As far as we know, hOGG1 protein expression has not been studied in breast cancer in vivo. In the current study 49% of invasive cancers showed hOGG1 expression, which is roughly comparable to the figure of 62% reported previously in head and neck cancer, although a different grading system was used in that study (Fan et al, 2001). We found localisation to be virtually entirely cytoplasmic, most probably mitochondrial, which in line with several previous observations in which hOGG1 immunohistochemical expression has been assessed (Salim et al, 2008; Ku et al, 2009). Cytoplasmic hOGG1 expression most probably reflects mitochondrial hOGG1 expression, but to discover whether it is the α or β isoform, requires studies with different methods.

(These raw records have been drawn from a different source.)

use crate::bn254::{BN254Gt, BN254Scalar, BN254G1, BN254G2};
use crate::traits::Pairing;
use ark_bn254::Bn254;
use ark_ec::{
    bn::{G1Prepared, G2Prepared},
    pairing::Pairing as ArkPairing,
    CurveGroup,
};
use ark_std::vec::Vec;

/// The pairing engine for BN254
#[derive(Debug, Clone, Copy, PartialEq, Eq, Default)]
pub struct BN254PairingEngine;

impl Pairing for BN254PairingEngine {
    type ScalarField = BN254Scalar;
    type G1 = BN254G1;
    type G2 = BN254G2;
    type Gt = BN254Gt;

    #[inline]
    fn pairing(a: &Self::G1, b: &Self::G2) -> Self::Gt {
        BN254Gt(Bn254::pairing(a.0, b.0).0)
    }

    #[inline]
    fn product_of_pairings(a: &[Self::G1], b: &[Self::G2]) -> Self::Gt {
        let c1: Vec<G1Prepared<_>> = a.iter().map(|x| x.0.into_affine().into()).collect();
        let c2: Vec<G2Prepared<_>> = b.iter().map(|x| x.0.into_affine().into()).collect();
        BN254Gt(Bn254::multi_pairing(c1, c2).0)
    }
}
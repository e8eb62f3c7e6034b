use rand_chacha::{
    rand_core::{CryptoRng, RngCore, SeedableRng},
    ChaChaRng,
};

fn test_rng_helper(extra: u64) -> ChaChaRng {
    // arbitrary seed
    let mut seed = [
        1, 0, 0, 0, 23, 0, 0, 0, 200, 1, 0, 0, 210, 30, 0, 0, 0, 0, 0, 0, 0, 0, 0, 0, 0, 0, 0, 0,
        0, 0, 0, 0,
    ];
    seed[24..].copy_from_slice(&extra.to_le_bytes());
    ChaChaRng::from_seed(seed)
}

/// Should be used only for tests, not for any real world usage.
#[cfg(not(feature = "std"))]
pub fn test_rng() -> impl RngCore + CryptoRng {
    test_rng_helper(0)
}

/// Should be used only for tests, not for any real world usage.
///
/// The generator is deterministic. Setting `BNPLONK_TEST_SEED` to a number
/// selects a different, still reproducible, stream.
#[cfg(feature = "std")]
pub fn test_rng() -> impl RngCore + CryptoRng {
    let extra = std::env::var("BNPLONK_TEST_SEED")
        .ok()
        .and_then(|v| v.parse::<u64>().ok())
        .unwrap_or(0);
    test_rng_helper(extra)
}
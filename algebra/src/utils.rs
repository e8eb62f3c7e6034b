use crate::prelude::*;
use ark_std::{string::String, vec::Vec};
use base64::alphabet::URL_SAFE;
use base64::engine::{DecodePaddingMode, GeneralPurpose, GeneralPurposeConfig};
use base64::Engine;

const BASE64_PADDING_CONFIG: GeneralPurposeConfig =
    GeneralPurposeConfig::new().with_decode_padding_mode(DecodePaddingMode::Indifferent);

const BASE64_ENGINE: GeneralPurpose = GeneralPurpose::new(&URL_SAFE, BASE64_PADDING_CONFIG);

/// Convert an 8 byte array (big-endian) into a u64
pub fn u8_be_slice_to_u64(slice: &[u8]) -> u64 {
    let mut a = [0u8; 8];
    a.copy_from_slice(slice);
    u64::from_be_bytes(a)
}

/// Convert an 8 byte array (little-endian) into a u64
pub fn u8_le_slice_to_u64(slice: &[u8]) -> u64 {
    let mut a = [0u8; 8];
    a.copy_from_slice(slice);
    u64::from_le_bytes(a)
}

/// Convert the input into the base64 encoding
pub fn b64enc<T: ?Sized + AsRef<[u8]>>(input: &T) -> String {
    BASE64_ENGINE.encode(input)
}

/// Reconstruct from the base64 encoding
pub fn b64dec<T: ?Sized + AsRef<[u8]>>(input: &T) -> Result<Vec<u8>> {
    BASE64_ENGINE
        .decode(input)
        .map_err(|_| AlgebraError::DeserializationError)
}
use teloxide::types::{InlineKeyboardButton, InlineKeyboardMarkup};
use url::Url;

pub const KEEP_PREFIX: &str = "keep:";
pub const STOP_PREFIX: &str = "stop:";

/// Open link on top, keep/stop below. The link row is dropped if the URL does not parse.
pub fn watch_keyboard(target_id: &str, url: &str) -> InlineKeyboardMarkup {
    let mut rows = Vec::new();
    if let Ok(link) = Url::parse(url) {
        rows.push(vec![InlineKeyboardButton::url("🔗 Open", link)]);
    }
    rows.push(vec![
        InlineKeyboardButton::callback("✅ Keep watching", format!("{}{}", KEEP_PREFIX, target_id)),
        InlineKeyboardButton::callback("🛑 Stop watching", format!("{}{}", STOP_PREFIX, target_id)),
    ]);
    InlineKeyboardMarkup::new(rows)
}

#[cfg(test)]
mod tests {
    use super::*;
    use teloxide::types::InlineKeyboardButtonKind;

    #[test]
    fn keyboard_carries_target_in_callbacks() {
        let keyboard = watch_keyboard("jane.doe", "https://mbasic.facebook.com/jane.doe");
        assert_eq!(keyboard.inline_keyboard.len(), 2);

        let callbacks: Vec<String> = keyboard.inline_keyboard[1]
            .iter()
            .filter_map(|button| match &button.kind {
                InlineKeyboardButtonKind::CallbackData(data) => Some(data.clone()),
                _ => None,
            })
            .collect();
        assert_eq!(callbacks, vec!["keep:jane.doe", "stop:jane.doe"]);
    }

    #[test]
    fn unparsable_url_drops_open_button() {
        let keyboard = watch_keyboard("x", "not a url");
        assert_eq!(keyboard.inline_keyboard.len(), 1);
    }
}
use crate::AppState;
use crate::bot::keyboards::{KEEP_PREFIX, STOP_PREFIX};
use teloxide::prelude::*;
use tracing::{error, info};

pub async fn callback_handler(
    bot: Bot,
    q: CallbackQuery,
    state: AppState,
) -> Result<(), teloxide::RequestError> {
    let Some(data) = q.data.as_deref() else {
        return Ok(());
    };
    let Some(chat_id) = q.message.as_ref().map(|m| m.chat().id) else {
        bot.answer_callback_query(q.id.clone()).await?;
        return Ok(());
    };
    if !state.is_allowed(chat_id.0) {
        bot.answer_callback_query(q.id.clone()).text("⛔ Not allowed").await?;
        return Ok(());
    }
    info!("Callback {} from chat {}", data, chat_id);

    if let Some(target_id) = data.strip_prefix(KEEP_PREFIX) {
        bot.answer_callback_query(q.id.clone())
            .text(format!("✅ Still watching {}", target_id))
            .await?;
    } else if let Some(target_id) = data.strip_prefix(STOP_PREFIX) {
        let reply = match state.watch.remove(chat_id.0, target_id).await {
            Ok((id, true)) => format!("🛑 Stopped watching {}", id),
            Ok((id, false)) => format!("ℹ️ {} was not on your list", id),
            Err(e) => {
                error!("Failed to remove {} for {}: {:#}", target_id, chat_id, e);
                "❌ Could not update your list, try again later".to_string()
            }
        };
        bot.answer_callback_query(q.id.clone()).await?;
        bot.send_message(chat_id, reply).await?;
    } else {
        bot.answer_callback_query(q.id.clone()).await?;
    }

    Ok(())
}
use crate::services::poll_scheduler::PollScheduler;
use crate::services::watch_service::WatchService;
use std::sync::Arc;

#[derive(Clone)]
pub struct AppState {
    pub watch: WatchService,
    pub scheduler: PollScheduler,
    /// Chats allowed to use the bot. Empty means everyone.
    pub allowed_chats: Arc<Vec<i64>>,
}

impl AppState {
    pub fn is_allowed(&self, chat_id: i64) -> bool {
        self.allowed_chats.is_empty() || self.allowed_chats.contains(&chat_id)
    }
}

Despite the limited number of pre-invasive breast lesions (ADH or DCIS) in our material, they showed notably less hOGG1 expression than the invasive breast carcinomas, only one case showed moderate or strong immunostaining, compared with nearly a third of the invasive lesions. It is reasonable to assume that there is no need for intensive DNA-repair enzyme induction until oxidative stress levels become considerable in invasive cancers. Invasive breast carcinomas without the protective effect of hOGG1 are clearly associated with aggressive features of breast carcinomas, including high grade, increased proliferation, lymphatic vessel invasion and steroid receptor-negative disease. hOGG1 is induced not only under oxidative conditions, but interestingly also by BRCA1 protein, deficiency of which is common in TNBCs (Mabley et al, 2005; Saha et al, 2010). Although our material included only six TNBC cases, none of them expressed hOGG1, whereas the majority of the non-TNBCs showed hOGG1 expression. It therefore appears that in addition to other defects in base excision repair of TNBC tumours (Foulkes et al, 2010), these tumours also have impaired hOGG1 function.

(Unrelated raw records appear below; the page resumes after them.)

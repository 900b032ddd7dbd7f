pub mod notification_service;
pub mod poll_scheduler;
pub mod status_tracker;
pub mod telegram_delivery;
pub mod watch_service;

Although there was an association between hOGG1 expression and aggressive carcinomas, hOGG1 did not alone predict breast cancer-specific survival significantly. 8-OxodG-positive tumours showed significantly less hOGG1 expression, which is biologically reasonable. One of the most significant observations in this study was the discovery of a subgroup of patients with extremely poor prognosis. We have previously reported that tissue 8-oxodG levels are greatly reduced in invasive breast cancers compared with premalignant lesions and also that the absence of 8-oxodG is an independent prognostic factor of poor prognosis in breast carcinomas (Sova et al, 2010; Karihtala et al, 2011a, 2011b). The ultimate reason behind this remains unclear, although this result is now convincingly confirmed in different patient materials and setups. When we combined patients with both 8-oxodG- and hOGG1-negative tumours, we found a subgroup of patients where 45.4% died of breast cancer within 2 years of surgery. Confirming studies are obviously required, but the observed difference is independent of other traditional prognostic factors and clinically highly significant.

Based on the results above, we conclude that hOGG1 protein is overexpressed in invasive breast carcinomas compared with premalignant lesions and in invasive disease lack of hOGG1 expression is associated with an aggressive phenotype. Absence of both 8-oxodG and hOGG1 may be a combination to find women with extremely poor prognosis, although further studies are required.